[Exercise description] After locating the line that contains "if let Some([out_anim, in_anim]) = self.out_animation" in the data below, set down exactly that line and each one after it through the line that contains "from saved state.", and nothing more.

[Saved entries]

────────

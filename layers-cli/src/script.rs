use std::collections::BTreeMap;
use std::path::Path;
use std::time::Duration;

use anyhow::{Context as _, bail};
use layers::{
    AnimRes, AnimationSpec, Bundle, DialogDelegate, HeadlessBackend, Layer, LayerCx,
    LayerDelegates, LayerRegistry, LayerType, LayersResult, LayoutRes, RootHost,
    TransitionBuilder, Value,
};

const SCREEN_LAYOUT: LayoutRes = LayoutRes(1);
const OVERLAY_LAYOUT: LayoutRes = LayoutRes(2);
const DIALOG_LAYOUT: LayoutRes = LayoutRes(3);

const SETTLE_STEP: Duration = Duration::from_millis(16);
const SETTLE_LIMIT: usize = 10_000;

/// A session script: animation resources to register, then steps to run in order.
#[derive(Debug, Default, serde::Deserialize)]
#[serde(default, deny_unknown_fields)]
pub struct Script {
    pub animations: Vec<AnimationDecl>,
    pub steps: Vec<Step>,
}

#[derive(Debug, serde::Deserialize)]
#[serde(deny_unknown_fields)]
pub struct AnimationDecl {
    pub res: u32,
    pub kind: String,
    #[serde(default)]
    pub params: serde_json::Value,
}

#[derive(Debug, serde::Deserialize)]
#[serde(tag = "op", rename_all = "snake_case")]
pub enum Step {
    Add(Push),
    Replace(Push),
    Remove {
        index: usize,
    },
    Pop,
    PopTo {
        #[serde(default)]
        name: Option<String>,
        #[serde(default)]
        inclusive: bool,
    },
    Clear,
    Back,
    Advance {
        ms: u64,
    },
    Settle,
    DismissDialog,
    Pause,
    Resume,
}

#[derive(Debug, serde::Deserialize)]
pub struct Push {
    pub layer: String,
    #[serde(default)]
    pub name: Option<String>,
    #[serde(default)]
    pub opaque: Option<bool>,
    #[serde(default)]
    pub index: Option<usize>,
    /// `[out, in]` resources for the push.
    #[serde(default)]
    pub in_animation: Option<[u32; 2]>,
    /// `[out, in]` resources for the later removal.
    #[serde(default)]
    pub out_animation: Option<[u32; 2]>,
    #[serde(default)]
    pub animate: Option<bool>,
    #[serde(default)]
    pub arguments: BTreeMap<String, serde_json::Value>,
}

impl Script {
    pub fn from_path(path: &Path) -> anyhow::Result<Self> {
        let text = std::fs::read_to_string(path)
            .with_context(|| format!("read script '{}'", path.display()))?;
        serde_json::from_str(&text).with_context(|| format!("parse script '{}'", path.display()))
    }

    pub fn register_animations(&self, backend: &mut HeadlessBackend) -> anyhow::Result<()> {
        for decl in &self.animations {
            let spec = AnimationSpec::parse(&decl.kind, &decl.params)
                .with_context(|| format!("animation {}", decl.res))?;
            backend.register_animation(AnimRes(decl.res), spec);
        }
        Ok(())
    }
}

impl Push {
    fn configure(&self, t: &mut TransitionBuilder) {
        if let Some(name) = &self.name {
            t.name(name.clone());
        }
        if let Some(opaque) = self.opaque {
            t.opaque(opaque);
        }
        if let Some(index) = self.index {
            t.index(index);
        }
        if let Some([out_anim, in_anim]) = self.in_animation {
            t.in_animation(AnimRes(out_anim), AnimRes(in_anim));
        }
        if let Some([out_anim, in_anim]) = self.out_animation {
            t.out_animation(AnimRes(out_anim), AnimRes(in_anim));
        }
        if let Some(enabled) = self.animate {
            t.animation_enabled(enabled);
        }
        if !self.arguments.is_empty() {
            t.arguments(arguments_bundle(&self.arguments));
        }
    }
}

fn arguments_bundle(args: &BTreeMap<String, serde_json::Value>) -> Bundle {
    let mut out = Bundle::new();
    for (key, value) in args {
        let value = match value {
            serde_json::Value::Bool(b) => Value::Bool(*b),
            serde_json::Value::String(s) => Value::String(s.clone()),
            serde_json::Value::Number(n) => match n.as_i64() {
                Some(i) => Value::Long(i),
                None => Value::Double(n.as_f64().unwrap_or_default()),
            },
            other => Value::Serialized(other.clone()),
        };
        out.put_value(key.clone(), value);
    }
    out
}

/// Full-window page. Counts how many times it was brought back from saved state.
#[derive(Debug, Default)]
pub struct Screen {
    pub restores: i64,
}

impl Layer for Screen {
    fn layout(&self) -> Option<LayoutRes> {
        Some(SCREEN_LAYOUT)
    }

    fn on_create(&mut self, _cx: &mut LayerCx<'_>, saved: Option<&Bundle>) -> LayersResult<()> {
        if let Some(saved) = saved {
            self.restores = saved.get::<i64>("restores").unwrap_or_default() + 1;
        }
        Ok(())
    }

    fn on_save_layer_state(&mut self, _cx: &mut LayerCx<'_>, out: &mut Bundle) {
        out.put("restores", self.restores);
    }
}

impl LayerType for Screen {
    const TAG: &'static str = "screen";
}

/// Partial overlay. Closes itself on back when `dismiss_on_back` is set.
#[derive(Debug, Default)]
pub struct Overlay;

impl Layer for Overlay {
    fn layout(&self) -> Option<LayoutRes> {
        Some(OVERLAY_LAYOUT)
    }

    fn on_back_pressed(&mut self, cx: &mut LayerCx<'_>) -> bool {
        if cx.opt_argument::<bool>("dismiss_on_back") == Some(true) {
            cx.dismiss();
            return true;
        }
        false
    }
}

impl LayerType for Overlay {
    const TAG: &'static str = "overlay";
}

/// Layer presented as a detached dialog window.
#[derive(Debug, Default)]
pub struct Dialog;

impl Layer for Dialog {
    fn layout(&self) -> Option<LayoutRes> {
        Some(DIALOG_LAYOUT)
    }

    fn install_delegates(&mut self, delegates: &mut LayerDelegates) {
        delegates.add(DialogDelegate::new());
    }
}

impl LayerType for Dialog {
    const TAG: &'static str = "dialog";
}

pub fn registry() -> LayerRegistry {
    LayerRegistry::new()
        .with::<Screen>()
        .with::<Overlay>()
        .with::<Dialog>()
}

pub fn run_step(
    host: &mut RootHost,
    backend: &mut HeadlessBackend,
    step: &Step,
) -> anyhow::Result<()> {
    match step {
        Step::Add(push) => {
            host.layers_mut()
                .add_tagged(backend, &push.layer, |t| push.configure(t))?;
        }
        Step::Replace(push) => {
            host.layers_mut()
                .replace_tagged(backend, &push.layer, |t| push.configure(t))?;
        }
        Step::Remove { index } => {
            host.layers_mut().remove(backend, *index, |_| {})?;
        }
        Step::Pop => {
            if host.layers_mut().pop(backend)?.is_none() {
                tracing::info!("pop on an empty stack");
            }
        }
        Step::PopTo { name, inclusive } => {
            host.layers_mut()
                .pop_layers_to(backend, name.as_deref(), *inclusive)?;
        }
        Step::Clear => {
            host.layers_mut().clear(backend)?;
        }
        Step::Back => {
            if !host.on_back_pressed(backend)? {
                tracing::info!("back press left to the host");
            }
        }
        Step::Advance { ms } => host.advance(backend, Duration::from_millis(*ms))?,
        Step::Settle => settle(host, backend)?,
        Step::DismissDialog => {
            let Some(view) = host.layers().peek().and_then(|l| l.view()) else {
                bail!("dismiss_dialog: top layer has no view");
            };
            if !backend.is_presented(view) {
                bail!("dismiss_dialog: top layer is not a presented dialog");
            }
            backend.user_dismiss(view);
            host.advance(backend, Duration::ZERO)?;
        }
        Step::Pause => {
            host.on_pause(backend)?;
            host.on_stop(backend)?;
        }
        Step::Resume => {
            host.on_start(backend)?;
            host.on_resume(backend)?;
        }
    }
    Ok(())
}

/// Run queued work to completion. The first zero-length tick picks up pending dismissals.
pub fn settle(host: &mut RootHost, backend: &mut HeadlessBackend) -> anyhow::Result<()> {
    host.advance(backend, Duration::ZERO)?;
    for _ in 0..SETTLE_LIMIT {
        if !host.layers().has_pending_transitions() {
            return Ok(());
        }
        host.advance(backend, SETTLE_STEP)?;
    }
    bail!("transitions did not settle")
}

────────

[Problem solution]
        if let Some([out_anim, in_anim]) = self.out_animation {
            t.out_animation(AnimRes(out_anim), AnimRes(in_anim));
        }
        if let Some(enabled) = self.animate {
            t.animation_enabled(enabled);
        }
        if !self.arguments.is_empty() {
            t.arguments(arguments_bundle(&self.arguments));
        }
    }
}

fn arguments_bundle(args: &BTreeMap<String, serde_json::Value>) -> Bundle {
    let mut out = Bundle::new();
    for (key, value) in args {
        let value = match value {
            serde_json::Value::Bool(b) => Value::Bool(*b),
            serde_json::Value::String(s) => Value::String(s.clone()),
            serde_json::Value::Number(n) => match n.as_i64() {
                Some(i) => Value::Long(i),
                None => Value::Double(n.as_f64().unwrap_or_default()),
            },
            other => Value::Serialized(other.clone()),
        };
        out.put_value(key.clone(), value);
    }
    out
}

/// Full-window page. Counts how many times it was brought back from saved state.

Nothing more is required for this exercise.